Rev Gordon Scantlebury, Uniting Church WA minister and member of the Social Justice Commission, has prepared this year’s Sustainable September resources. The Uniting Church WA, through the Social Justice Commission, resources the church for Sustainable September each year as part of the World Council of Churches’ Season of Creation.
Gordon invites you to reflect and take part.
As I write, 2020 feels like a type of ‘tipping-point’ for our world. We already have around a one degree celsius increase in temperatures around the world compared to the long-term average, with all our scientific modelling telling us this will only increase. Yet our human response in addressing climate change has, to date, been piecemeal at best – and at worst, combative or dismissive.
We have pumped more carbon into the atmosphere in the last 30 years we have been aware of global warming than we did in the previous 200.
There is no denying a disrupted climate will only add to the stresses on both our human and non-human world. An increase in the number and severity of bushfires, floods, cyclones, droughts, famines and diseases are now familiar and expected scenarios, all with their resultant impacts on international relations.
Throw in the COVID-19 pandemic with all its dislocations, and 2020 starts turning into a pivotal year. How we in our humanity respond to this time of challenge will have far-reaching impacts for our world’s future.

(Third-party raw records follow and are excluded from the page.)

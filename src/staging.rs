//! Document staging store.
//!
//! Holds the files queued for submission to the case service. Every
//! candidate, whether it came from a file picker or a drag-and-drop,
//! goes through the same size check before it is staged.

use std::fmt;
use std::path::{Path, PathBuf};
use std::sync::Arc;

use tracing::{debug, warn};

/// Largest accepted document: 100 MiB.
pub const MAX_DOCUMENT_BYTES: u64 = 100 * 1024 * 1024;

/// Where a document's bytes live until submission.
#[derive(Debug, Clone)]
pub enum DocumentContent {
    /// Read from disk when the document is submitted.
    File(PathBuf),
    /// Already held in memory.
    Memory(Arc<[u8]>),
}

impl DocumentContent {
    /// Load the full document content.
    pub async fn read(&self) -> std::io::Result<Vec<u8>> {
        match self {
            DocumentContent::File(path) => tokio::fs::read(path).await,
            DocumentContent::Memory(bytes) => Ok(bytes.to_vec()),
        }
    }
}

impl PartialEq for DocumentContent {
    fn eq(&self, other: &Self) -> bool {
        match (self, other) {
            (DocumentContent::File(a), DocumentContent::File(b)) => a == b,
            (DocumentContent::Memory(a), DocumentContent::Memory(b)) => Arc::ptr_eq(a, b),
            _ => false,
        }
    }
}

/// A file selected by the user for submission.
#[derive(Debug, Clone, PartialEq)]
pub struct StagedDocument {
    /// File name sent with the upload.
    pub name: String,
    /// Size in bytes.
    pub size: u64,
    /// Content handle.
    pub content: DocumentContent,
}

impl StagedDocument {
    /// Create a document from in-memory bytes
    pub fn from_bytes(name: impl Into<String>, bytes: impl Into<Vec<u8>>) -> Self {
        let bytes: Vec<u8> = bytes.into();
        Self {
            name: name.into(),
            size: bytes.len() as u64,
            content: DocumentContent::Memory(Arc::from(bytes)),
        }
    }

    /// Create a document from an explicit size and content handle
    pub fn new(name: impl Into<String>, size: u64, content: DocumentContent) -> Self {
        Self {
            name: name.into(),
            size,
            content,
        }
    }

    /// Create a document backed by a file on disk.
    ///
    /// Only the file metadata is read here; the content is loaded at
    /// submission time.
    pub async fn from_path(path: impl AsRef<Path>) -> std::io::Result<Self> {
        let path = path.as_ref();
        let metadata = tokio::fs::metadata(path).await?;
        let name = path
            .file_name()
            .map(|n| n.to_string_lossy().into_owned())
            .unwrap_or_else(|| path.display().to_string());

        Ok(Self {
            name,
            size: metadata.len(),
            content: DocumentContent::File(path.to_path_buf()),
        })
    }

    /// Whether this document may enter the store
    pub fn within_limit(&self) -> bool {
        self.size <= MAX_DOCUMENT_BYTES
    }
}

/// How a batch of candidate files reached the store.
#[derive(Debug, Clone, Copy, PartialEq, Eq)]
pub enum DocumentSource {
    /// File picker selection.
    Picker,
    /// Drag-and-drop onto the drop zone.
    DragDrop,
}

impl fmt::Display for DocumentSource {
    fn fmt(&self, f: &mut fmt::Formatter<'_>) -> fmt::Result {
        match self {
            DocumentSource::Picker => write!(f, "picker"),
            DocumentSource::DragDrop => write!(f, "drag_drop"),
        }
    }
}

/// A candidate refused at add-time.
#[derive(Debug, Clone, PartialEq, Eq)]
pub struct Rejection {
    /// File name as offered
    pub name: String,
    /// Size in bytes
    pub size: u64,
}

impl fmt::Display for Rejection {
    fn fmt(&self, f: &mut fmt::Formatter<'_>) -> fmt::Result {
        write!(f, "File \"{}\" exceeds 100MB.", self.name)
    }
}

/// Result of one `add` call. Partial success is normal.
#[derive(Debug, Clone, Default, PartialEq, Eq)]
pub struct AddOutcome {
    /// Number of documents appended to the store
    pub added: usize,
    /// Oversized candidates, in arrival order
    pub rejected: Vec<Rejection>,
}

impl AddOutcome {
    /// User-facing warnings, one per rejected file
    pub fn warnings(&self) -> Vec<String> {
        self.rejected.iter().map(|r| r.to_string()).collect()
    }
}

/// Ordered set of staged documents.
#[derive(Debug, Clone, Default)]
pub struct DocumentStore {
    documents: Vec<StagedDocument>,
}

impl DocumentStore {
    /// Create an empty store
    pub fn new() -> Self {
        Self::default()
    }

    /// Stage every candidate within the size limit, preserving arrival order.
    pub fn add(
        &mut self,
        source: DocumentSource,
        files: impl IntoIterator<Item = StagedDocument>,
    ) -> AddOutcome {
        let mut outcome = AddOutcome::default();

        for file in files {
            if !file.within_limit() {
                warn!(
                    name = %file.name,
                    size = file.size,
                    limit = MAX_DOCUMENT_BYTES,
                    source = %source,
                    "Rejected oversized document"
                );
                outcome.rejected.push(Rejection {
                    name: file.name,
                    size: file.size,
                });
                continue;
            }

            debug!(name = %file.name, size = file.size, source = %source, "Document staged");
            self.documents.push(file);
            outcome.added += 1;
        }

        outcome
    }

    /// Remove the document at `index`. Out-of-range indices are ignored.
    pub fn remove(&mut self, index: usize) -> Option<StagedDocument> {
        if index >= self.documents.len() {
            return None;
        }
        Some(self.documents.remove(index))
    }

    /// Drop every staged document
    pub fn clear(&mut self) {
        self.documents.clear();
    }

    pub fn documents(&self) -> &[StagedDocument] {
        &self.documents
    }

    pub fn len(&self) -> usize {
        self.documents.len()
    }

    pub fn is_empty(&self) -> bool {
        self.documents.is_empty()
    }

    /// Combined size of all staged documents
    pub fn total_bytes(&self) -> u64 {
        self.documents.iter().map(|d| d.size).sum()
    }
}

/// Hover state of the drop zone.
#[derive(Debug, Clone, Copy, Default)]
pub struct DropZone {
    dragging: bool,
}

impl DropZone {
    pub fn new() -> Self {
        Self::default()
    }

    /// Pointer entered or moved over the zone
    pub fn drag_over(&mut self) {
        self.dragging = true;
    }

    /// Pointer left the zone
    pub fn drag_leave(&mut self) {
        self.dragging = false;
    }

    /// Files dropped on the zone; staged through the usual validation.
    pub fn drop_files(
        &mut self,
        store: &mut DocumentStore,
        files: Vec<StagedDocument>,
    ) -> AddOutcome {
        self.dragging = false;
        if files.is_empty() {
            return AddOutcome::default();
        }
        store.add(DocumentSource::DragDrop, files)
    }

    pub fn is_dragging(&self) -> bool {
        self.dragging
    }
}

#[cfg(test)]
mod tests {
    use super::*;

    fn sized(name: &str, size: u64) -> StagedDocument {
        StagedDocument::new(name, size, DocumentContent::Memory(Arc::from(Vec::new())))
    }

    #[test]
    fn test_add_within_limit_grows_by_one() {
        let mut store = DocumentStore::new();
        let outcome = store.add(DocumentSource::Picker, vec![sized("a.pdf", 10)]);
        assert_eq!(outcome.added, 1);
        assert!(outcome.rejected.is_empty());
        assert_eq!(store.len(), 1);
    }

    #[test]
    fn test_add_exactly_at_limit_is_accepted() {
        let mut store = DocumentStore::new();
        let outcome = store.add(
            DocumentSource::Picker,
            vec![sized("big.pdf", MAX_DOCUMENT_BYTES)],
        );
        assert_eq!(outcome.added, 1);
        assert_eq!(store.len(), 1);
    }

    #[test]
    fn test_add_over_limit_is_rejected() {
        let mut store = DocumentStore::new();
        let outcome = store.add(
            DocumentSource::Picker,
            vec![sized("huge.pdf", MAX_DOCUMENT_BYTES + 1)],
        );
        assert_eq!(outcome.added, 0);
        assert_eq!(store.len(), 0);
        assert_eq!(outcome.warnings(), vec!["File \"huge.pdf\" exceeds 100MB."]);
    }

    #[test]
    fn test_add_partial_success_preserves_order() {
        let mut store = DocumentStore::new();
        let outcome = store.add(
            DocumentSource::DragDrop,
            vec![
                sized("one.pdf", 1),
                sized("too-big.pdf", MAX_DOCUMENT_BYTES + 10),
                sized("two.pdf", 2),
            ],
        );
        assert_eq!(outcome.added, 2);
        assert_eq!(outcome.rejected.len(), 1);
        let names: Vec<_> = store.documents().iter().map(|d| d.name.as_str()).collect();
        assert_eq!(names, vec!["one.pdf", "two.pdf"]);
    }

    #[test]
    fn test_remove_drops_that_document() {
        let mut store = DocumentStore::new();
        store.add(
            DocumentSource::Picker,
            vec![sized("a", 1), sized("b", 2), sized("c", 3)],
        );
        let target = store.documents()[1].clone();

        let removed = store.remove(1).unwrap();
        assert_eq!(removed, target);
        assert_eq!(store.len(), 2);
        assert!(!store.documents().contains(&target));
    }

    #[test]
    fn test_remove_out_of_range_is_noop() {
        let mut store = DocumentStore::new();
        store.add(DocumentSource::Picker, vec![sized("a", 1)]);
        assert!(store.remove(5).is_none());
        assert_eq!(store.len(), 1);
    }

    #[test]
    fn test_identity_distinguishes_same_name_and_size() {
        let a = StagedDocument::from_bytes("dup.txt", b"abc".to_vec());
        let b = StagedDocument::from_bytes("dup.txt", b"abc".to_vec());
        assert_ne!(a, b);
        assert_eq!(a, a.clone());
    }

    #[test]
    fn test_clear_and_total_bytes() {
        let mut store = DocumentStore::new();
        store.add(DocumentSource::Picker, vec![sized("a", 5), sized("b", 7)]);
        assert_eq!(store.total_bytes(), 12);
        store.clear();
        assert!(store.is_empty());
    }

    #[test]
    fn test_drop_zone_hover_state() {
        let mut zone = DropZone::new();
        let mut store = DocumentStore::new();
        assert!(!zone.is_dragging());

        zone.drag_over();
        assert!(zone.is_dragging());
        zone.drag_leave();
        assert!(!zone.is_dragging());

        zone.drag_over();
        let outcome = zone.drop_files(&mut store, vec![sized("dropped.pdf", 3)]);
        assert!(!zone.is_dragging());
        assert_eq!(outcome.added, 1);
        assert_eq!(store.len(), 1);
    }

    #[test]
    fn test_drop_zone_uses_same_validation() {
        let mut zone = DropZone::new();
        let mut store = DocumentStore::new();
        let outcome = zone.drop_files(&mut store, vec![sized("x", MAX_DOCUMENT_BYTES + 1)]);
        assert_eq!(outcome.rejected.len(), 1);
        assert!(store.is_empty());
    }

    #[tokio::test]
    async fn test_from_path_reads_size_lazily() {
        let dir = tempfile::tempdir().unwrap();
        let path = dir.path().join("memo.txt");
        std::fs::write(&path, b"hello").unwrap();

        let doc = StagedDocument::from_path(&path).await.unwrap();
        assert_eq!(doc.name, "memo.txt");
        assert_eq!(doc.size, 5);
        assert_eq!(doc.content.read().await.unwrap(), b"hello");
    }
}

In light of this, Sustainable September has more of an edge to it this year compared to previous years. ‘The time to act is now!’
We are encouraged to a greater urgency, a stronger reflection of our attitudes, and an increased resolve in following the way of Christ. Using the Lectionary readings, I have focused particularly on the Exodus story and how the Hebrew people were called to respond in their time of crisis. There is great urgency in the Passover story, and a call to hope in God and a renewed future above self-seeking material security in the present. Theirs’ are some of the lessons we need to apply in our own faith, in our own time.
I have also reflected on some of our learnings from our response to COVID-19.
Throughout this year we have become aware of our need to take decisive actions in addressing the spread of the virus, even though significant costs are involved. We have also become more attuned to a renewed call to respond as a whole community. ‘We are all in this together’ became a catchcry during lockdown months, and we found creative new ways to reach out to one another in relationship. Such insights from the COVID-19 pandemic are ones we can apply not only to our human society, but also in our relationship to the Earth and its creatures.
The time for decisive action is now in front of us. All of humanity and all of creation are in this together. And yes, there will be costs in changing our destructive lifestyles, but those costs are needed for our present and future good.
My hope is that we would not simply rush back to ‘business as usual’ once the viral pandemic is past. Rather, let us learn from the challenges of 2020. Let us learn from the stories of our faith, and let us help bring in a more life-giving future.
The free Sustainable September 2020 pack – ‘The time to act is now’ – includes complete worship resources for each of the Sundays in September. Alongside prayers, hymn suggestions and sermon ideas there are also complete reflections based on the lectionary readings. The resources additionally include video clips and suggested actions that can be taken up by individuals or congregations around climate change, but also with our practice in turning back our reliance on single-use plastics.